Activity =
Each line from the one containing "subscriber = Registry::default().with(fmt_layer).with(filter);" through the last line of the records below is to be set down exactly; the rest stays out.

Input records =
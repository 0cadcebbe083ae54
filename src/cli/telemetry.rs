//! Console logging plus an optional OTLP trace exporter.
//!
//! Spans are exported over gRPC only when `OTEL_EXPORTER_OTLP_ENDPOINT` is
//! set; otherwise only the console layer is installed.

use anyhow::{Result, anyhow};
use base64::{Engine, engine::general_purpose};
use once_cell::sync::OnceCell;
use opentelemetry::propagation::TextMapCompositePropagator;
use opentelemetry::{KeyValue, global, trace::TracerProvider as _};
use opentelemetry_otlp::{Compression, WithExportConfig, WithTonicConfig};
use opentelemetry_sdk::{
    Resource,
    propagation::{BaggagePropagator, TraceContextPropagator},
    trace::{SdkTracerProvider, Tracer},
};
use std::{env::var, time::Duration};
use tonic::{
    metadata::{Ascii, Binary, MetadataKey, MetadataMap, MetadataValue},
    transport::ClientTlsConfig,
};
use tracing::{Level, debug};
use tracing_subscriber::{EnvFilter, Registry, fmt, layer::SubscriberExt};
use ulid::Ulid;

static TRACER_PROVIDER: OnceCell<SdkTracerProvider> = OnceCell::new();

const EXPORT_TIMEOUT: Duration = Duration::from_secs(3);

/// Exporter settings read from the standard `OTEL_*` variables.
#[derive(Debug, Clone, PartialEq, Eq)]
struct OtlpSettings {
    endpoint: String,
    headers: Vec<(String, String)>,
    instance_id: String,
}

impl OtlpSettings {
    /// `None` when no endpoint is configured.
    fn from_env() -> Option<Self> {
        let endpoint = var("OTEL_EXPORTER_OTLP_ENDPOINT").ok()?;

        match var("OTEL_EXPORTER_OTLP_PROTOCOL") {
            Ok(protocol) if protocol != "grpc" => {
                debug!("OTEL_EXPORTER_OTLP_PROTOCOL={protocol} ignored, exporting over grpc");
            }
            _ => {}
        }

        Some(Self {
            endpoint: normalize_endpoint(&endpoint),
            headers: var("OTEL_EXPORTER_OTLP_HEADERS")
                .map(|headers| parse_headers(&headers))
                .unwrap_or_default(),
            instance_id: var("OTEL_SERVICE_INSTANCE_ID")
                .unwrap_or_else(|_| Ulid::new().to_string()),
        })
    }

    /// Host to verify when the endpoint uses TLS.
    fn tls_domain(&self) -> Option<&str> {
        self.endpoint
            .strip_prefix("https://")
            .and_then(|rest| rest.split('/').next())
            .and_then(|authority| authority.split(':').next())
            .filter(|host| !host.is_empty())
    }
}

/// Parse `key=value,key=value`; pairs without `=` are dropped.
fn parse_headers(raw: &str) -> Vec<(String, String)> {
    raw.split(',')
        .filter_map(|pair| pair.split_once('='))
        .map(|(key, value)| (key.trim().to_string(), value.trim().to_string()))
        .filter(|(key, _)| !key.is_empty())
        .collect()
}

/// Keys ending in `-bin` carry base64 encoded binary values.
fn headers_to_metadata(headers: &[(String, String)]) -> Result<MetadataMap> {
    let mut metadata = MetadataMap::with_capacity(headers.len());

    for (key, value) in headers {
        let key = key.to_ascii_lowercase();

        if key.ends_with("-bin") {
            let bytes = general_purpose::STANDARD
                .decode(value.as_bytes())
                .map_err(|e| anyhow!("failed to base64-decode value for key {key}: {e}"))?;
            let name = MetadataKey::<Binary>::from_bytes(key.as_bytes())
                .map_err(|e| anyhow!("invalid binary metadata key {key}: {e}"))?;
            metadata.insert_bin(name, MetadataValue::from_bytes(&bytes));
        } else {
            let name = MetadataKey::<Ascii>::from_bytes(key.as_bytes())
                .map_err(|e| anyhow!("invalid metadata key {key}: {e}"))?;
            let value: MetadataValue<Ascii> = value
                .parse()
                .map_err(|e| anyhow!("invalid metadata value for key {key}: {e}"))?;
            metadata.insert(name, value);
        }
    }

    Ok(metadata)
}

/// Endpoints without a scheme are assumed to be TLS.
fn normalize_endpoint(endpoint: &str) -> String {
    let endpoint = endpoint.trim();
    if endpoint.starts_with("http://") || endpoint.starts_with("https://") {
        endpoint.to_string()
    } else {
        format!("https://{}", endpoint.trim_end_matches('/'))
    }
}

fn init_tracer(settings: &OtlpSettings) -> Result<Tracer> {
    let mut builder = opentelemetry_otlp::SpanExporter::builder()
        .with_tonic()
        .with_endpoint(&settings.endpoint)
        .with_compression(Compression::Gzip)
        .with_timeout(EXPORT_TIMEOUT);

    if let Some(domain) = settings.tls_domain() {
        builder = builder.with_tls_config(
            ClientTlsConfig::new()
                .domain_name(domain.to_string())
                .with_native_roots(),
        );
    }

    if !settings.headers.is_empty() {
        builder = builder.with_metadata(headers_to_metadata(&settings.headers)?);
    }

    let provider = SdkTracerProvider::builder()
        .with_batch_exporter(builder.build()?)
        .with_resource(
            Resource::builder_empty()
                .with_attributes(vec![
                    KeyValue::new("service.name", env!("CARGO_PKG_NAME")),
                    KeyValue::new("service.version", env!("CARGO_PKG_VERSION")),
                    KeyValue::new("service.instance.id", settings.instance_id.clone()),
                ])
                .build(),
        )
        .build();

    let _ = TRACER_PROVIDER.set(provider.clone());

    global::set_tracer_provider(provider.clone());
    global::set_text_map_propagator(TextMapCompositePropagator::new(vec![
        Box::new(TraceContextPropagator::new()),
        Box::new(BaggagePropagator::new()),
    ]));

    Ok(provider.tracer(env!("CARGO_PKG_NAME")))
}

/// Install the global subscriber. `RUST_LOG` directives override the
/// verbosity level.
///
/// # Errors
///
/// Returns an error if the exporter or subscriber cannot be initialized.
pub fn init(verbosity_level: Option<Level>) -> Result<()> {
    let fmt_layer = fmt::layer()
        .with_file(false)
        .with_line_number(false)
        .with_thread_ids(false)
        .with_thread_names(false)
        .with_target(false)
        .pretty();

    let filter = EnvFilter::builder()
        .with_default_directive(verbosity_level.unwrap_or(Level::ERROR).into())
        .from_env_lossy()
        .add_directive("hyper=error".parse()?)
        .add_directive("tokio=error".parse()?)
        .add_directive("sqlx=warn".parse()?)
        .add_directive("opentelemetry_sdk=warn".parse()?);

    match OtlpSettings::from_env() {
        Some(settings) => {
            let otel_layer = tracing_opentelemetry::layer().with_tracer(init_tracer(&settings)?);
            let subscriber = Registry::default()
                .with(fmt_layer)
                .with(otel_layer)
                .with(filter);
            tracing::subscriber::set_global_default(subscriber)?;
        }
        None => {
            let subscriber = Registry::default().with(fmt_layer).with(filter);
            tracing::subscriber::set_global_default(subscriber)?;
        }
    }

    Ok(())
}

/// Flush pending spans. Does nothing when no exporter was installed.
pub fn shutdown_tracer() {
    if let Some(provider) = TRACER_PROVIDER.get() {
        debug!("shutting down tracer provider");
        if let Err(err) = provider.shutdown() {
            debug!("tracer provider shutdown failed: {err}");
        }
    }
}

Written response =
            let subscriber = Registry::default().with(fmt_layer).with(filter);
            tracing::subscriber::set_global_default(subscriber)?;
        }
    }

    Ok(())
}

/// Flush pending spans. Does nothing when no exporter was installed.
pub fn shutdown_tracer() {
    if let Some(provider) = TRACER_PROVIDER.get() {
        debug!("shutting down tracer provider");
        if let Err(err) = provider.shutdown() {
            debug!("tracer provider shutdown failed: {err}");
        }
    }
}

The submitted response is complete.